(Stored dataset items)
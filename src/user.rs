//! User lookup
//!
//! The authentication core only ever reads users, and only by email. Storage
//! is someone else's problem: implement [`UserLookup`] over your database and
//! pass it in at construction.
//!
//! [`InMemoryUserStore`] is provided for tests and single-process demos.

use std::collections::HashMap;
use std::fmt;

use async_trait::async_trait;
use parking_lot::RwLock;
use serde::Serialize;
use thiserror::Error;

/// A stored user, as seen by the authentication core.
#[derive(Clone, PartialEq, Eq, Serialize)]
pub struct UserIdentity {
    /// Stable unique identifier
    pub id: String,
    /// Login email, unique per user
    pub email: String,
    /// Display/username claim; defaults to the email
    pub username: String,
    /// Stored credential hash, never serialized
    #[serde(skip)]
    pub password_hash: String,
}

impl UserIdentity {
    /// Create a user whose username is its email.
    pub fn new(id: impl Into<String>, email: impl Into<String>, password_hash: impl Into<String>) -> Self {
        let email = email.into();
        Self {
            id: id.into(),
            username: email.clone(),
            email,
            password_hash: password_hash.into(),
        }
    }

    /// Builder: set a username distinct from the email
    pub fn with_username(mut self, username: impl Into<String>) -> Self {
        self.username = username.into();
        self
    }
}

impl fmt::Debug for UserIdentity {
    fn fmt(&self, f: &mut fmt::Formatter<'_>) -> fmt::Result {
        f.debug_struct("UserIdentity")
            .field("id", &self.id)
            .field("email", &self.email)
            .field("username", &self.username)
            .field("password_hash", &"[REDACTED]")
            .finish()
    }
}

/// User store failure. The store's own error is kept as text for logging.
#[derive(Debug, Clone, Error)]
#[error("user lookup failed: {0}")]
pub struct LookupError(pub String);

/// Read-only user lookup.
///
/// Implementations must return at most one user per email and be safe to
/// call concurrently from many requests.
#[async_trait]
pub trait UserLookup: Send + Sync {
    /// Find the user with exactly this email.
    async fn find_one_by_email(&self, email: &str) -> Result<Option<UserIdentity>, LookupError>;
}

/// In-memory user store keyed by email.
#[derive(Debug, Default)]
pub struct InMemoryUserStore {
    users: RwLock<HashMap<String, UserIdentity>>,
}

impl InMemoryUserStore {
    /// Create an empty store
    pub fn new() -> Self {
        Self::default()
    }

    /// Insert or replace a user
    pub fn insert(&self, user: UserIdentity) {
        self.users.write().insert(user.email.clone(), user);
    }

    /// Remove a user by email, returning it if present
    pub fn remove(&self, email: &str) -> Option<UserIdentity> {
        self.users.write().remove(email)
    }

    /// Number of stored users
    pub fn len(&self) -> usize {
        self.users.read().len()
    }

    /// Whether the store is empty
    pub fn is_empty(&self) -> bool {
        self.users.read().is_empty()
    }
}

impl FromIterator<UserIdentity> for InMemoryUserStore {
    fn from_iter<I: IntoIterator<Item = UserIdentity>>(iter: I) -> Self {
        let store = Self::new();
        for user in iter {
            store.insert(user);
        }
        store
    }
}

#[async_trait]
impl UserLookup for InMemoryUserStore {
    async fn find_one_by_email(&self, email: &str) -> Result<Option<UserIdentity>, LookupError> {
        Ok(self.users.read().get(email).cloned())
    }
}
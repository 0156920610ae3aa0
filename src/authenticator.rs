//! Request Authenticator
//!
//! Runs once per inbound request and decides who, if anyone, is calling.
//!
//! # Stages
//!
//! ```text
//! trigger header? ──no──▶ Skipped        (proceed unauthenticated)
//!       │yes
//! Authorization: Bearer <t>? ──no──▶ NoCredentials (proceed unauthenticated)
//!       │yes
//! decode + verify signature ──fail──▶ Rejected(DecodeFailed)
//!       │
//! now > iat + ttl ──yes──▶ Rejected(Expired)
//!       │
//! email claim → user store ──none──▶ Rejected(MissingClaim | UserNotFound)
//!       │
//! Authenticated(user)
//! ```
//!
//! A resolved user is accepted as-is: the password is not re-checked, the
//! token signature is the proof. Unauthenticated requests are not rejected
//! here; [`require_authentication`] or the [`AuthenticatedUser`] extractor
//! issues the 401 challenge on routes that need an identity.
//!
//! # Usage
//!
//! ```ignore
//! use axum::{middleware, routing::get, Router};
//! use tollgate::authenticator::{authentication_middleware, AuthenticatedUser, RequestAuthenticator};
//!
//! async fn me(AuthenticatedUser(user): AuthenticatedUser) -> String {
//!     user.email
//! }
//!
//! let authenticator = Arc::new(RequestAuthenticator::new(&config, users, codec));
//! let app = Router::new()
//!     .route("/me", get(me))
//!     .layer(middleware::from_fn_with_state(authenticator, authentication_middleware));
//! ```

use std::sync::Arc;

use axum::{
    extract::{FromRequestParts, Request, State},
    http::{header::AUTHORIZATION, request::Parts, HeaderMap},
    middleware::Next,
    response::{IntoResponse, Response},
};
use chrono::Utc;

use crate::config::AuthConfig;
use crate::error::{AuthError, Rejection};
use crate::observability::SecurityEvent;
use crate::token::{Claims, TokenCodec};
use crate::user::{UserIdentity, UserLookup};

/// Authorization scheme accepted in the `Authorization` header.
pub const BEARER_SCHEME: &str = "Bearer";

/// Result of evaluating one request.
#[derive(Debug, Clone)]
pub enum AuthOutcome {
    /// No trigger header: the authenticator does not apply
    Skipped,
    /// Trigger header present but no usable bearer token
    NoCredentials,
    /// Token verified and user resolved
    Authenticated(UserIdentity),
    /// Token present but did not resolve to a user
    Rejected(Rejection),
}

impl AuthOutcome {
    /// The resolved user, if any
    pub fn user(&self) -> Option<&UserIdentity> {
        match self {
            Self::Authenticated(user) => Some(user),
            _ => None,
        }
    }
}
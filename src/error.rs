//! Authentication Errors
//!
//! Every failure the core can produce, and how each one reaches the client.
//!
//! # Client-visible shapes
//!
//! There are exactly two authentication outcomes a client can observe on a
//! protected request, plus the login denial:
//!
//! | Error | Status | Body |
//! |-------|--------|------|
//! | [`AuthError::CredentialInvalid`] | 401 | denial message |
//! | [`AuthError::AuthenticationRequired`] | 401 | `Authentication Required` |
//! | [`AuthError::TokenRejected`] | 403 | one message for every [`Rejection`] |
//! | [`AuthError::Signing`], [`AuthError::Lookup`] | 500 | generic message |
//!
//! The [`Rejection`] tag distinguishes an expired token from a forged one or
//! an unknown user. It is logged, never sent: the body is always
//! `{"message": "..."}` and never carries codec, store, or secret details.

use std::fmt;

use axum::{
    http::StatusCode,
    response::{IntoResponse, Response},
    Json,
};
use serde::{Deserialize, Serialize};
use thiserror::Error;

use crate::observability::SecurityEvent;
use crate::token::TokenError;
use crate::user::LookupError;

/// Login denial message.
pub const CREDENTIAL_INVALID_MESSAGE: &str =
    "Authentication denied. User does not exist or the password is wrong.";

/// Challenge message for protected resources requested without credentials.
pub const AUTHENTICATION_REQUIRED_MESSAGE: &str = "Authentication Required";

/// Failure message for any rejected bearer token.
pub const TOKEN_REJECTED_MESSAGE: &str = "Invalid or expired authentication token.";

/// Message for collaborator failures.
pub const INTERNAL_ERROR_MESSAGE: &str = "Internal server error";

// ============================================================================
// Rejection
// ============================================================================

/// Why a presented bearer token did not resolve to a user.
#[derive(Debug, Clone, PartialEq, Eq)]
pub enum Rejection {
    /// Signature mismatch or unparsable token
    DecodeFailed(TokenError),
    /// `now > iat + ttl`
    Expired {
        /// Seconds past the end of the token's lifetime
        overdue_secs: i64,
    },
    /// Token has neither an email nor a username claim
    MissingClaim,
    /// No user with the token's email
    UserNotFound,
}

impl Rejection {
    /// Short machine-readable tag for logs
    pub fn reason(&self) -> &'static str {
        match self {
            Self::DecodeFailed(_) => "decode_failed",
            Self::Expired { .. } => "expired",
            Self::MissingClaim => "missing_claim",
            Self::UserNotFound => "user_not_found",
        }
    }
}

impl fmt::Display for Rejection {
    fn fmt(&self, f: &mut fmt::Formatter<'_>) -> fmt::Result {
        match self {
            Self::DecodeFailed(e) => write!(f, "{}", e),
            Self::Expired { overdue_secs } => write!(f, "token expired {}s ago", overdue_secs),
            Self::MissingClaim => write!(f, "token carries no email claim"),
            Self::UserNotFound => write!(f, "no user for token email"),
        }
    }
}

// ============================================================================
// AuthError
// ============================================================================

/// Authentication error with its HTTP mapping.
#[derive(Debug, Error)]
pub enum AuthError {
    /// Login with unknown user, wrong password, or missing field
    #[error("{}", CREDENTIAL_INVALID_MESSAGE)]
    CredentialInvalid,

    /// Bearer token present but unusable
    #[error("token rejected: {0}")]
    TokenRejected(Rejection),

    /// Protected resource requested with no credentials
    #[error("{}", AUTHENTICATION_REQUIRED_MESSAGE)]
    AuthenticationRequired,

    /// Token signing failed during issuance
    #[error("token signing failed: {0}")]
    Signing(#[source] TokenError),

    /// The user store failed
    #[error(transparent)]
    Lookup(#[from] LookupError),
}

impl AuthError {
    /// HTTP status for this error
    pub fn status_code(&self) -> StatusCode {
        match self {
            Self::CredentialInvalid | Self::AuthenticationRequired => StatusCode::UNAUTHORIZED,
            Self::TokenRejected(_) => StatusCode::FORBIDDEN,
            Self::Signing(_) | Self::Lookup(_) => StatusCode::INTERNAL_SERVER_ERROR,
        }
    }

    /// Message safe to send to the client
    pub fn client_message(&self) -> &'static str {
        match self {
            Self::CredentialInvalid => CREDENTIAL_INVALID_MESSAGE,
            Self::TokenRejected(_) => TOKEN_REJECTED_MESSAGE,
            Self::AuthenticationRequired => AUTHENTICATION_REQUIRED_MESSAGE,
            Self::Signing(_) | Self::Lookup(_) => INTERNAL_ERROR_MESSAGE,
        }
    }

    /// Log server-side failures. Authentication outcomes are logged as
    /// security events where they are decided, with more context.
    fn log(&self) {
        if let Self::Signing(_) | Self::Lookup(_) = self {
            crate::security_event!(
                SecurityEvent::ServiceFailure,
                error = %self,
                "Authentication collaborator failed"
            );
        }
    }
}

// ============================================================================
// Error Response
// ============================================================================

/// JSON error body: `{"message": "..."}`
#[derive(Debug, Clone, PartialEq, Eq, Serialize, Deserialize)]
pub struct ErrorResponse {
    /// Human-readable message
    pub message: String,
}

impl ErrorResponse {
    /// Create a response body
    pub fn new(message: impl Into<String>) -> Self {
        Self {
            message: message.into(),
        }
    }
}

impl IntoResponse for AuthError {
    fn into_response(self) -> Response {
        self.log();
        let body = ErrorResponse::new(self.client_message());
        (self.status_code(), Json(body)).into_response()
    }
}

/// Result type alias for handlers returning AuthError
pub type Result<T> = std::result::Result<T, AuthError>;

#[cfg(test)]
mod tests {
    use super::*;
    use http_body_util::BodyExt;

    async fn body_of(err: AuthError) -> (StatusCode, ErrorResponse) {
        let response = err.into_response();
        let status = response.status();
        let bytes = response.into_body().collect().await.unwrap().to_bytes();
        (status, serde_json::from_slice(&bytes).unwrap())
    }

    #[test]
    fn test_status_codes() {
        assert_eq!(AuthError::CredentialInvalid.status_code(), StatusCode::UNAUTHORIZED);
        assert_eq!(AuthError::AuthenticationRequired.status_code(), StatusCode::UNAUTHORIZED);
        assert_eq!(
            AuthError::TokenRejected(Rejection::UserNotFound).status_code(),
            StatusCode::FORBIDDEN
        );
        assert_eq!(
            AuthError::Signing(TokenError::Encode("x".into())).status_code(),
            StatusCode::INTERNAL_SERVER_ERROR
        );
        assert_eq!(
            AuthError::Lookup(LookupError("db down".into())).status_code(),
            StatusCode::INTERNAL_SERVER_ERROR
        );
    }

    #[tokio::test]
    async fn test_rejections_share_one_body() {
        let rejections = [
            Rejection::DecodeFailed(TokenError::Decode("InvalidSignature".into())),
            Rejection::Expired { overdue_secs: 5 },
            Rejection::MissingClaim,
            Rejection::UserNotFound,
        ];

        for rejection in rejections {
            let (status, body) = body_of(AuthError::TokenRejected(rejection)).await;
            assert_eq!(status, StatusCode::FORBIDDEN);
            assert_eq!(body.message, TOKEN_REJECTED_MESSAGE);
        }
    }

    #[tokio::test]
    async fn test_internal_details_not_exposed() {
        let (status, body) = body_of(AuthError::Lookup(LookupError(
            "connection refused to 10.0.0.5:5432".into(),
        )))
        .await;
        assert_eq!(status, StatusCode::INTERNAL_SERVER_ERROR);
        assert_eq!(body.message, INTERNAL_ERROR_MESSAGE);

        let (_, body) = body_of(AuthError::Signing(TokenError::Encode("bad key".into()))).await;
        assert!(!body.message.contains("bad key"));
    }

    #[tokio::test]
    async fn test_challenge_body() {
        let (status, body) = body_of(AuthError::AuthenticationRequired).await;
        assert_eq!(status, StatusCode::UNAUTHORIZED);
        assert_eq!(body.message, "Authentication Required");
    }

    #[test]
    fn test_rejection_reasons() {
        assert_eq!(Rejection::Expired { overdue_secs: 1 }.reason(), "expired");
        assert_eq!(Rejection::UserNotFound.reason(), "user_not_found");
        assert_eq!(
            Rejection::Expired { overdue_secs: 7 }.to_string(),
            "token expired 7s ago"
        );
    }

    #[test]
    fn test_error_display() {
        assert_eq!(AuthError::CredentialInvalid.to_string(), CREDENTIAL_INVALID_MESSAGE);
        assert_eq!(
            AuthError::TokenRejected(Rejection::UserNotFound).to_string(),
            "token rejected: no user for token email"
        );
    }
}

* WHAT THIS TASK INVOLVES:
Which lines in the records above contain the string "enum"? Copy them.

* RESPONSE TO THE TASK:
pub enum AuthOutcome {
pub enum Rejection {
pub enum AuthError {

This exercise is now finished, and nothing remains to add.